After the Civil War, the United States industrial output and invention set a blistering pace. Inventions
appeared in astonishing numbers: electric lights (especially Edison’s Incandescent Lamp), the telephone
(Alexander Graham Bell), typewriters, phonographs (also Edison), film photography, motion picture cameras
and more powerful electric motors all made their appearance between 1870 and 1890. There seemed no end
to both consumer demand and industrial expansion. This was the great era, for better or worse, of Big
Business and, along with big business, came the rise of labor unions, which sought to protect the wages and
security concerns of workers. In 1877, a National Railroad Strike shut down two-thirds of the nation’s
railroads. Just like in Great Britain, however, Big Business usually won these nineteenth century
confrontations, but workers began to make gains which would blossom in the twentieth century. VITU: By
the dawn of the twentieth century, the United States was the largest single industrial power in the
world.
-3-
b - Social Observations
Migration: Economic growth would have been impossible without large migration. In the 1850s about 2.3
million Europeans migrated to the United States, as many as had come to the United States since in the
previous fifty years. Almost always, they came to seek economic opportunity, mostly in search of
farmland, but also to work in factories or mines or prospecting. In the first half of the nineteenth century
they came mostly from Ireland, Scotland, Germany and Scandinavia, but by the end of the century they came
mostly from Eastern Europe: Poland, Russia, Jews displaced by pogroms, Italians, Greeks and Portuguese.
But the bottom line was that the titanic agricultural and industrial expansion of the United States could not
have occurred without them.
After 1850 Asian migrants also came to the United States in large number, including some 250,000 Chinese
who came to California, some to the gold fields, some to cultivate crops or work in industry and some to help
build the railroads. As the century ended, large numbers of Chinese, Japanese, Korean and Filipino migrants
came to Hawaii to work on the Sugar Plantations. Migrants to the United States all brought their own
customs and culture which were all thrown into the American Melting Pot (or Salad Bowl if one likes the more
politically correct term). Often earlier immigrants (now middle class citizens) resented the newcomers and so
newcomers often began life in Chinatown or Little Italy, but as time passed they and their culture became
part of the American culture. Thus the United States, as the nineteenth century progressed, became more and
more an expanding land of cultural assimilation or, as Walt Whitman observed, “a teaming, mixing pot, not
merely a nation but a teeming nation of nations.”

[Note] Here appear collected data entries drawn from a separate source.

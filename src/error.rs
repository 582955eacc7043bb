use std::io;

/// Everything that can go wrong while building, applying or reading a Huffman code.
#[derive(Debug, thiserror::Error)]
pub enum Error {
    /// there are no symbols to build a code from
    #[error("no input to encode")]
    EmptyInput,

    /// the code table has no entry for a symbol of the input
    #[error("symbol {symbol} at position {position} has no code")]
    UnknownSymbol { symbol: String, position: usize },

    /// bit string ends in the middle of a code, or matches no code at all
    #[error("malformed encoding: no code matches the bits starting at {position}")]
    MalformedEncoding { position: usize },

    /// there is something other than 0s and 1s in a code string
    #[error("non-binary character {found:?} at position {position}")]
    NonBinary { position: usize, found: char },

    /// something is wrong with a "symbol TAB code" definition
    #[error("invalid codebook at line {line}: {reason}")]
    InvalidCodebook { line: usize, reason: CodebookError },

    /// just relaying io::Error
    #[error(transparent)]
    Io(#[from] io::Error),
}

/// Why a codebook line was rejected.
#[derive(Debug, Clone, PartialEq, Eq, thiserror::Error)]
pub enum CodebookError {
    /// definition is not in "symbol TAB code" style
    #[error("definition is not a tab separated symbol and code")]
    MisformattedDefinition,

    /// symbol part is not exactly one (possibly escaped) character
    #[error("symbol is not a single character")]
    InvalidSymbol,

    /// code part has something wrong
    #[error("code is empty or not binary")]
    InvalidCode,

    /// same symbol has been given two codes
    #[error("symbol is defined twice")]
    DuplicateDefinitions,

    /// same code has been given to another symbol
    #[error("code is already used by another symbol")]
    DuplicateEncodings,

    /// a code is the prefix of another one
    #[error("code set is not prefix-free")]
    NotPrefixFree,

    /// no definitions at all
    #[error("no definitions")]
    Empty,
}

pub type Result<T> = std::result::Result<T, Error>;
use std::cmp::Reverse;
use std::collections::BinaryHeap;
use std::hash::Hash;

use bitvec::slice::BitSlice;

use crate::code::{Code, CodeTable};
use crate::error::{Error, Result};
use crate::frequency::FrequencyTable;

/// index of a node in the arena of a [`Tree`]
#[derive(Debug, Clone, Copy, PartialEq, Eq, PartialOrd, Ord, Hash)]
pub struct NodeId(usize);

impl NodeId {
    pub fn index(self) -> usize {
        self.0
    }
}

#[derive(Debug, Clone, PartialEq, Eq)]
pub enum Node<Symbol> {
    Leaf(Symbol),
    /// `lower` was extracted first while merging; it takes bit 0, `greater` bit 1
    Internal { lower: NodeId, greater: NodeId },
}

/// Huffman tree over the symbols of a frequency table.
///
/// Nodes live in an arena. Leaves come first, in the order of the frequency
/// table, followed by internal nodes in the order they were merged, so the
/// root is always the last node.
#[derive(Debug, Clone)]
pub struct Tree<Symbol> {
    nodes: Vec<Node<Symbol>>,
    root: NodeId,
}

impl<Symbol> Tree<Symbol>
where
    Symbol: Eq + Hash + Clone,
{
    /// Builds the tree by repeatedly merging the two lightest nodes.
    ///
    /// Among nodes of equal weight the one inserted first is extracted first,
    /// which makes the result depend only on the table's order.
    pub fn new(frequencies: FrequencyTable<Symbol>) -> Result<Self> {
        if frequencies.is_empty() {
            return Err(Error::EmptyInput);
        }
        let leaf_count = frequencies.len();
        let mut nodes = Vec::with_capacity(2 * leaf_count - 1);
        // weights are only needed for ordering the merges, so they ride along in the queue
        let mut queue: BinaryHeap<Reverse<(usize, NodeId)>> =
            BinaryHeap::with_capacity(leaf_count);
        for (symbol, occurrences) in frequencies {
            let id = NodeId(nodes.len());
            nodes.push(Node::Leaf(symbol));
            queue.push(Reverse((occurrences, id)));
        }
        loop {
            match (queue.pop(), queue.pop()) {
                (
                    Some(Reverse((lower_weight, lower))),
                    Some(Reverse((greater_weight, greater))),
                ) => {
                    let id = NodeId(nodes.len());
                    nodes.push(Node::Internal { lower, greater });
                    queue.push(Reverse((lower_weight + greater_weight, id)));
                }
                (Some(Reverse((_, root))), None) => return Ok(Tree { nodes, root }),
                (None, _) => return Err(Error::EmptyInput),
            }
        }
    }

    /// count occurrences of each symbol in given sequence and construct the tree
    pub fn from_sequence<I>(sequence: I) -> Result<Self>
    where
        I: IntoIterator<Item = Symbol>,
    {
        Self::new(FrequencyTable::from_sequence(sequence)?)
    }

    pub fn root(&self) -> NodeId {
        self.root
    }

    pub fn node(&self, id: NodeId) -> &Node<Symbol> {
        &self.nodes[id.0]
    }

    /// number of leaves
    pub fn symbol_count(&self) -> usize {
        (self.nodes.len() + 1) / 2
    }

    /// number of edges on the longest root to leaf path
    pub fn depth(&self) -> usize {
        let mut deepest = 0;
        let mut stack = vec![(self.root, 0)];
        while let Some((id, depth)) = stack.pop() {
            match self.node(id) {
                Node::Leaf(_) => deepest = deepest.max(depth),
                Node::Internal { lower, greater } => {
                    stack.push((*greater, depth + 1));
                    stack.push((*lower, depth + 1));
                }
            }
        }
        deepest
    }

    /// Assigns every leaf the bits of its path from the root.
    ///
    /// A tree that is a single leaf gives that symbol the code `0`.
    pub fn codes(&self) -> CodeTable<Symbol> {
        let mut leaf_codes: Vec<Option<Code>> = vec![None; self.symbol_count()];
        let mut stack = vec![(self.root, Code::empty())];
        while let Some((id, prefix)) = stack.pop() {
            match self.node(id) {
                Node::Leaf(_) => {
                    let mut code = prefix;
                    if code.is_empty() {
                        code.push(false);
                    }
                    leaf_codes[id.0] = Some(code);
                }
                Node::Internal { lower, greater } => {
                    let mut greater_prefix = prefix.clone();
                    greater_prefix.push(true);
                    stack.push((*greater, greater_prefix));
                    let mut lower_prefix = prefix;
                    lower_prefix.push(false);
                    stack.push((*lower, lower_prefix));
                }
            }
        }
        let paths = self
            .nodes
            .iter()
            .zip(leaf_codes)
            .filter_map(|(node, code)| match (node, code) {
                (Node::Leaf(symbol), Some(code)) => Some((symbol.clone(), code)),
                _ => None,
            })
            .collect();
        CodeTable::from_tree_paths(paths)
    }

    /// Decodes bits by walking from the root to a leaf once per symbol.
    pub fn decode(&self, bits: &BitSlice) -> Result<Vec<Symbol>> {
        let mut result = Vec::new();
        if let Node::Leaf(symbol) = self.node(self.root) {
            for (position, bit) in bits.iter().by_vals().enumerate() {
                if bit {
                    return Err(Error::MalformedEncoding { position });
                }
                result.push(symbol.clone());
            }
            return Ok(result);
        }
        let mut bits = bits.iter().by_vals().enumerate();
        let mut start = 0;
        let mut current = self.root;
        loop {
            match self.node(current) {
                Node::Leaf(symbol) => {
                    result.push(symbol.clone());
                    current = self.root;
                }
                Node::Internal { lower, greater } => match bits.next() {
                    Some((position, bit)) => {
                        if current == self.root {
                            start = position;
                        }
                        current = if bit { *greater } else { *lower };
                    }
                    None if current == self.root => return Ok(result),
                    None => return Err(Error::MalformedEncoding { position: start }),
                },
            }
        }
    }
}
use std::collections::HashMap;
use std::fmt::{self, Debug, Display};
use std::hash::Hash;

use bitvec::slice::BitSlice;
use bitvec::vec::BitVec;

use crate::code::{parse_bits, Code, CodeTable};
use crate::error::{Error, Result};
use crate::tree::Tree;

/// Codes of an encoded sequence, one per input symbol, in input order.
#[derive(Debug, Clone, PartialEq, Eq)]
pub struct Encoded {
    codes: Vec<Code>,
}

impl Encoded {
    pub fn codes(&self) -> &[Code] {
        &self.codes
    }

    /// number of encoded symbols
    pub fn len(&self) -> usize {
        self.codes.len()
    }

    pub fn is_empty(&self) -> bool {
        self.codes.is_empty()
    }

    /// total number of bits of all codes
    pub fn bit_len(&self) -> usize {
        self.codes.iter().map(Code::len).sum()
    }

    /// all codes concatenated
    pub fn to_bits(&self) -> BitVec {
        let mut bits = BitVec::with_capacity(self.bit_len());
        for code in &self.codes {
            bits.extend_from_bitslice(code.bits());
        }
        bits
    }
}

impl Display for Encoded {
    fn fmt(&self, f: &mut fmt::Formatter) -> fmt::Result {
        for code in &self.codes {
            write!(f, "{}", code)?;
        }
        Ok(())
    }
}

/// Build a Huffman code for the characters of `text` and encode it.
///
/// Fails with [`Error::EmptyInput`] on an empty text.
pub fn encode(text: &str) -> Result<(Encoded, CodeTable<char>)> {
    let symbols: Vec<char> = text.chars().collect();
    encode_symbols(&symbols)
}

/// [`encode`] over any kind of symbol
pub fn encode_symbols<Symbol>(symbols: &[Symbol]) -> Result<(Encoded, CodeTable<Symbol>)>
where
    Symbol: Eq + Hash + Clone + Debug,
{
    let table = Tree::from_sequence(symbols.iter().cloned())?.codes();
    let encoded = encode_with(symbols, &table)?;
    Ok((encoded, table))
}

/// Encode `symbols` with an existing table.
///
/// Fails with [`Error::UnknownSymbol`] at the first symbol the table has no code for.
pub fn encode_with<'s, Symbol, I>(symbols: I, table: &CodeTable<Symbol>) -> Result<Encoded>
where
    Symbol: Eq + Hash + Clone + Debug + 's,
    I: IntoIterator<Item = &'s Symbol>,
{
    let mut codes = Vec::new();
    for (position, symbol) in symbols.into_iter().enumerate() {
        match table.get(symbol) {
            Some(code) => codes.push(code.clone()),
            None => {
                return Err(Error::UnknownSymbol {
                    symbol: format!("{:?}", symbol),
                    position,
                })
            }
        }
    }
    Ok(Encoded { codes })
}

/// Decodes `bits` by matching one code after another.
///
/// Fails with [`Error::MalformedEncoding`] when the bits run out in the middle
/// of a code, or when they outgrow the longest code without matching one.
pub fn decode<Symbol>(bits: &BitSlice, table: &CodeTable<Symbol>) -> Result<Vec<Symbol>>
where
    Symbol: Eq + Hash + Clone,
{
    let lookup: HashMap<&Code, &Symbol> =
        table.iter().map(|(symbol, code)| (code, symbol)).collect();
    let longest = table.max_code_length();
    let mut result = Vec::new();
    let mut current = Code::empty();
    let mut start = 0;
    for (position, bit) in bits.iter().by_vals().enumerate() {
        current.push(bit);
        if let Some(&symbol) = lookup.get(&current) {
            result.push(symbol.clone());
            current.clear();
            start = position + 1;
        } else if current.len() >= longest {
            return Err(Error::MalformedEncoding { position: start });
        }
    }
    if current.is_empty() {
        Ok(result)
    } else {
        Err(Error::MalformedEncoding { position: start })
    }
}

/// [`decode`] a string of `0`s and `1`s back into text
pub fn decode_str(bits: &str, table: &CodeTable<char>) -> Result<String> {
    let bits = parse_bits(bits)?;
    Ok(decode(&bits, table)?.into_iter().collect())
}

Native Americans: We have already seen how Euro-American settlers came into conflict with Native
American peoples, with resulting disaster for the Indian peoples whose survivors (what few there were) were
“given” (code for pushed on to) reservations, which were usually the poorest, marginal lands. But railroads
and settlers continued to encroach on even these lands. The Dawes Severalty Act of 1887 even tried to
persuade the Native Americans to join the larger Euro-American society and settle down as farmers, but the
experiment failed because the Indians were culturally unequipped to give up their hunter-gatherer ways and
adopt sedentary culture and lifestyles. So the Indians became dependent on the government for education and
health care. It is interesting to note that some Indians (and recent scholarship suggests more than was once
believed) were able to adapt and even marry into Euro-American society, but most stayed on the reservations
or worked in mines and factories in great poverty. In 1881, Helen Hunt Jackson wrote an influential book,
A Century of Dishonor, in which she chronicled the history of Native Americans during a century of
American broken promises (treaties) and the flagrant wrongs done by the breaking of these promises.
Race-Relations: In 1865 the slaves were freed in and in an effort to establish a place for them in society,
Northern armies occupied the South and forced white Southerners to undergo a program of social and
political Reconstruction. Black males were given the right to vote and participate in political affairs. But
when the Northern soldiers left, Southern whites took back political power and dismantled Reconstruction;
and blacks lost many of the civil and political liberties they had gained. Blacks were blocked from voting and
because most had not received land, they were forced to survive by sharecropping or working on farms
owned by others and paying rent by giving up a large portion of the crops grown. White southerners also
segregated society, which further deprived blacks of educational, economic and political opportunities. The
former slaves still had their freedom, but were forced to occupy an inferior place in society.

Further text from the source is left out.